Aim of the exercise:
What this exercise calls for is an exact copy of the data.

** Opening Source data block **

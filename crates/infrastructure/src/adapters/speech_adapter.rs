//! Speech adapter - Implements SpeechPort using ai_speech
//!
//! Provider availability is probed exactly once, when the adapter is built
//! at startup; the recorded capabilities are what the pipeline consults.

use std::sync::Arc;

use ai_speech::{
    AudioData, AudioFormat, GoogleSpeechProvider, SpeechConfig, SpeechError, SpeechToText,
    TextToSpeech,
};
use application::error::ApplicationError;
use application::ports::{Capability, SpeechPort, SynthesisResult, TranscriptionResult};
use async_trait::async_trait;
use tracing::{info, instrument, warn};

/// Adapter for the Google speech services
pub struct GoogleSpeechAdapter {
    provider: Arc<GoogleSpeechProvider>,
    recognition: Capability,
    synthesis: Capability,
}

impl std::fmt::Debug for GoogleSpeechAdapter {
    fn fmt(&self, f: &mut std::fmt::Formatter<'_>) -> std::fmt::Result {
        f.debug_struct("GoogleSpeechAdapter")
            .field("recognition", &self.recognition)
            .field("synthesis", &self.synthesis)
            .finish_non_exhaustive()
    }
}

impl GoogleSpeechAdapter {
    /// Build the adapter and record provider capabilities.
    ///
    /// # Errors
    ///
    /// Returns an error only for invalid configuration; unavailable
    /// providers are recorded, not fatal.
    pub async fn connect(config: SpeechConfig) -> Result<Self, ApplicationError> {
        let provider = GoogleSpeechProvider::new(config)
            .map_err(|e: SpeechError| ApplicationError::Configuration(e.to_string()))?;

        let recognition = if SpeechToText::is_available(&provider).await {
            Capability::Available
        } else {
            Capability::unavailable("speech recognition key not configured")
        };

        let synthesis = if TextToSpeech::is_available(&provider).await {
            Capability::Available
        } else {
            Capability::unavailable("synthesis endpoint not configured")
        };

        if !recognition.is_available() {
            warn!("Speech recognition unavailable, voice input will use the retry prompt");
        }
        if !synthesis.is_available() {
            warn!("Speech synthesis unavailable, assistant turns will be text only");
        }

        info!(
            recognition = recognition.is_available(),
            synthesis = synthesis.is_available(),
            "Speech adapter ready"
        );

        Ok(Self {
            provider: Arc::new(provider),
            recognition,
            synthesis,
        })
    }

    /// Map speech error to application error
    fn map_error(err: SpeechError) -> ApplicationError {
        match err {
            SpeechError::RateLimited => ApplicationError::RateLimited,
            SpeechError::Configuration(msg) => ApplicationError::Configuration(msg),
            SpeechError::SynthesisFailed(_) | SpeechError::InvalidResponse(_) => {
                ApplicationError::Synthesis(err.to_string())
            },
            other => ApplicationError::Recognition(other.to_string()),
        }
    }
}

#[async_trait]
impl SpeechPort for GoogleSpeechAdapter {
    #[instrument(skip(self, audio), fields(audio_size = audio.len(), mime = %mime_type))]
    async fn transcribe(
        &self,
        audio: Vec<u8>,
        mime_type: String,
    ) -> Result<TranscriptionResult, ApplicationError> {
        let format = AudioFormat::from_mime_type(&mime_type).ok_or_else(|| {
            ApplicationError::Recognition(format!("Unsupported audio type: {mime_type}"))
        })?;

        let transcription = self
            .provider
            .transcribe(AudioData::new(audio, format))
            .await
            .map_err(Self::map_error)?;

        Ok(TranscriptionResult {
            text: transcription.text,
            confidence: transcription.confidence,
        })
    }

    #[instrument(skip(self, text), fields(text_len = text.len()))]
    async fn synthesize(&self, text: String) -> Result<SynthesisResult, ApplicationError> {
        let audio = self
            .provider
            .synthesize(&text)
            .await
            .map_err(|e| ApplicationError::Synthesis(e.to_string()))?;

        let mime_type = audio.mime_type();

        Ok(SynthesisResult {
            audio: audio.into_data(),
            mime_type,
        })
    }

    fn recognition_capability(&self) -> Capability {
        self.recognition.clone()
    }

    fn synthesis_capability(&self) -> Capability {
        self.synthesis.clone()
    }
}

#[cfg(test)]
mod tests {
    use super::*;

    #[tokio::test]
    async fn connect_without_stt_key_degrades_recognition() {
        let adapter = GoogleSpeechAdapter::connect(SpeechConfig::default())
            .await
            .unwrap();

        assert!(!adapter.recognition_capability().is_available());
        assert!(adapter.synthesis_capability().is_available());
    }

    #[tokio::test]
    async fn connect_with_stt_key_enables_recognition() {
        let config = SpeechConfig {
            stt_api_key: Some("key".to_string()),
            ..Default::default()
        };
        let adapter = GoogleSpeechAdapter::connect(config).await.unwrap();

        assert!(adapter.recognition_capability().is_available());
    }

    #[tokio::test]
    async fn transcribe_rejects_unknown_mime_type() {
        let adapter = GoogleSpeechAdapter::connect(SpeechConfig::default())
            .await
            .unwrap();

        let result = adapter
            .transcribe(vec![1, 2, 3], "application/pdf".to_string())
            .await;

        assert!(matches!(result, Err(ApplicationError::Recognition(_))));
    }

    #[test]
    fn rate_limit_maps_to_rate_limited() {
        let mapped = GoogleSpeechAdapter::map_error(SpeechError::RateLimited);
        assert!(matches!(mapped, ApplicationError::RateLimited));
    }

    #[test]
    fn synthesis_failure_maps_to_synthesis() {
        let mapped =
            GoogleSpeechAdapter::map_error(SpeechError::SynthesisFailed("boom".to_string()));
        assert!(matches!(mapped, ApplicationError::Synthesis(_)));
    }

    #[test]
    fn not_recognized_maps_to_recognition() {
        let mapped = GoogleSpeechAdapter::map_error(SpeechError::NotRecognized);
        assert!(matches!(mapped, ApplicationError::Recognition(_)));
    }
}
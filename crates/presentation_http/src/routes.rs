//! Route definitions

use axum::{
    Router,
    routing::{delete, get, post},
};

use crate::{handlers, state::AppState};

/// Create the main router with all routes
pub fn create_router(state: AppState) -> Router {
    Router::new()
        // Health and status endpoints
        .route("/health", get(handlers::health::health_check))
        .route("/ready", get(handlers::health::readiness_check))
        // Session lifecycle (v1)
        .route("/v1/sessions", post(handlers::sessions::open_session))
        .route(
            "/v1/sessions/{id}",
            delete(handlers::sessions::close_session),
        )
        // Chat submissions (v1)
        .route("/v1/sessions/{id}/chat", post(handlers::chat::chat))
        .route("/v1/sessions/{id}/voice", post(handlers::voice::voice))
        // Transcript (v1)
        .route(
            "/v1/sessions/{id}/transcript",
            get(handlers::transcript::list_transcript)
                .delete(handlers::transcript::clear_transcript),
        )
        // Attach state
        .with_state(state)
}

** Closing Source data block **

Answer space:
filename crates/infrastructure/src/adapters/speech_adapter.rs
//! Speech adapter - Implements SpeechPort using ai_speech
//!
//! Provider availability is probed exactly once, when the adapter is built
//! at startup; the recorded capabilities are what the pipeline consults.

use std::sync::Arc;

use ai_speech::{
    AudioData, AudioFormat, GoogleSpeechProvider, SpeechConfig, SpeechError, SpeechToText,
    TextToSpeech,
};
use application::error::ApplicationError;
use application::ports::{Capability, SpeechPort, SynthesisResult, TranscriptionResult};
use async_trait::async_trait;
use tracing::{info, instrument, warn};

/// Adapter for the Google speech services
pub struct GoogleSpeechAdapter {
    provider: Arc<GoogleSpeechProvider>,
    recognition: Capability,
    synthesis: Capability,
}

impl std::fmt::Debug for GoogleSpeechAdapter {
    fn fmt(&self, f: &mut std::fmt::Formatter<'_>) -> std::fmt::Result {
        f.debug_struct("GoogleSpeechAdapter")
            .field("recognition", &self.recognition)
            .field("synthesis", &self.synthesis)
            .finish_non_exhaustive()
    }
}

impl GoogleSpeechAdapter {
    /// Build the adapter and record provider capabilities.
    ///
    /// # Errors
    ///
    /// Returns an error only for invalid configuration; unavailable
    /// providers are recorded, not fatal.
    pub async fn connect(config: SpeechConfig) -> Result<Self, ApplicationError> {
        let provider = GoogleSpeechProvider::new(config)
            .map_err(|e: SpeechError| ApplicationError::Configuration(e.to_string()))?;

        let recognition = if SpeechToText::is_available(&provider).await {
            Capability::Available
        } else {
            Capability::unavailable("speech recognition key not configured")
        };

        let synthesis = if TextToSpeech::is_available(&provider).await {
            Capability::Available
        } else {
            Capability::unavailable("synthesis endpoint not configured")
        };

        if !recognition.is_available() {
            warn!("Speech recognition unavailable, voice input will use the retry prompt");
        }
        if !synthesis.is_available() {
            warn!("Speech synthesis unavailable, assistant turns will be text only");
        }

        info!(
            recognition = recognition.is_available(),
            synthesis = synthesis.is_available(),
            "Speech adapter ready"
        );

        Ok(Self {
            provider: Arc::new(provider),
            recognition,
            synthesis,
        })
    }

    /// Map speech error to application error
    fn map_error(err: SpeechError) -> ApplicationError {
        match err {
            SpeechError::RateLimited => ApplicationError::RateLimited,
            SpeechError::Configuration(msg) => ApplicationError::Configuration(msg),
            SpeechError::SynthesisFailed(_) | SpeechError::InvalidResponse(_) => {
                ApplicationError::Synthesis(err.to_string())
            },
            other => ApplicationError::Recognition(other.to_string()),
        }
    }
}

#[async_trait]
impl SpeechPort for GoogleSpeechAdapter {
    #[instrument(skip(self, audio), fields(audio_size = audio.len(), mime = %mime_type))]
    async fn transcribe(
        &self,
        audio: Vec<u8>,
        mime_type: String,
    ) -> Result<TranscriptionResult, ApplicationError> {
        let format = AudioFormat::from_mime_type(&mime_type).ok_or_else(|| {
            ApplicationError::Recognition(format!("Unsupported audio type: {mime_type}"))
        })?;

        let transcription = self
            .provider
            .transcribe(AudioData::new(audio, format))
            .await
            .map_err(Self::map_error)?;

        Ok(TranscriptionResult {
            text: transcription.text,
            confidence: transcription.confidence,
        })
    }

    #[instrument(skip(self, text), fields(text_len = text.len()))]
    async fn synthesize(&self, text: String) -> Result<SynthesisResult, ApplicationError> {
        let audio = self
            .provider
            .synthesize(&text)
            .await
            .map_err(|e| ApplicationError::Synthesis(e.to_string()))?;

        let mime_type = audio.mime_type();

        Ok(SynthesisResult {
            audio: audio.into_data(),
            mime_type,
        })
    }

    fn recognition_capability(&self) -> Capability {
        self.recognition.clone()
    }

    fn synthesis_capability(&self) -> Capability {
        self.synthesis.clone()
    }
}

#[cfg(test)]
mod tests {
    use super::*;

    #[tokio::test]
    async fn connect_without_stt_key_degrades_recognition() {
        let adapter = GoogleSpeechAdapter::connect(SpeechConfig::default())
            .await
            .unwrap();

        assert!(!adapter.recognition_capability().is_available());
        assert!(adapter.synthesis_capability().is_available());
    }

    #[tokio::test]
    async fn connect_with_stt_key_enables_recognition() {
        let config = SpeechConfig {
            stt_api_key: Some("key".to_string()),
            ..Default::default()
        };
        let adapter = GoogleSpeechAdapter::connect(config).await.unwrap();

        assert!(adapter.recognition_capability().is_available());
    }

    #[tokio::test]
    async fn transcribe_rejects_unknown_mime_type() {
        let adapter = GoogleSpeechAdapter::connect(SpeechConfig::default())
            .await
            .unwrap();

        let result = adapter
            .transcribe(vec![1, 2, 3], "application/pdf".to_string())
            .await;

        assert!(matches!(result, Err(ApplicationError::Recognition(_))));
    }

    #[test]
    fn rate_limit_maps_to_rate_limited() {
        let mapped = GoogleSpeechAdapter::map_error(SpeechError::RateLimited);
        assert!(matches!(mapped, ApplicationError::RateLimited));
    }

    #[test]
    fn synthesis_failure_maps_to_synthesis() {
        let mapped =
            GoogleSpeechAdapter::map_error(SpeechError::SynthesisFailed("boom".to_string()));
        assert!(matches!(mapped, ApplicationError::Synthesis(_)));
    }

    #[test]
    fn not_recognized_maps_to_recognition() {
        let mapped = GoogleSpeechAdapter::map_error(SpeechError::NotRecognized);
        assert!(matches!(mapped, ApplicationError::Recognition(_)));
    }
}
filename crates/presentation_http/src/routes.rs
//! Route definitions

use axum::{
    Router,
    routing::{delete, get, post},
};

use crate::{handlers, state::AppState};

/// Create the main router with all routes
pub fn create_router(state: AppState) -> Router {
    Router::new()
        // Health and status endpoints
        .route("/health", get(handlers::health::health_check))
        .route("/ready", get(handlers::health::readiness_check))
        // Session lifecycle (v1)
        .route("/v1/sessions", post(handlers::sessions::open_session))
        .route(
            "/v1/sessions/{id}",
            delete(handlers::sessions::close_session),
        )
        // Chat submissions (v1)
        .route("/v1/sessions/{id}/chat", post(handlers::chat::chat))
        .route("/v1/sessions/{id}/voice", post(handlers::voice::voice))
        // Transcript (v1)
        .route(
            "/v1/sessions/{id}/transcript",
            get(handlers::transcript::list_transcript)
                .delete(handlers::transcript::clear_transcript),
        )
        // Attach state
        .with_state(state)
}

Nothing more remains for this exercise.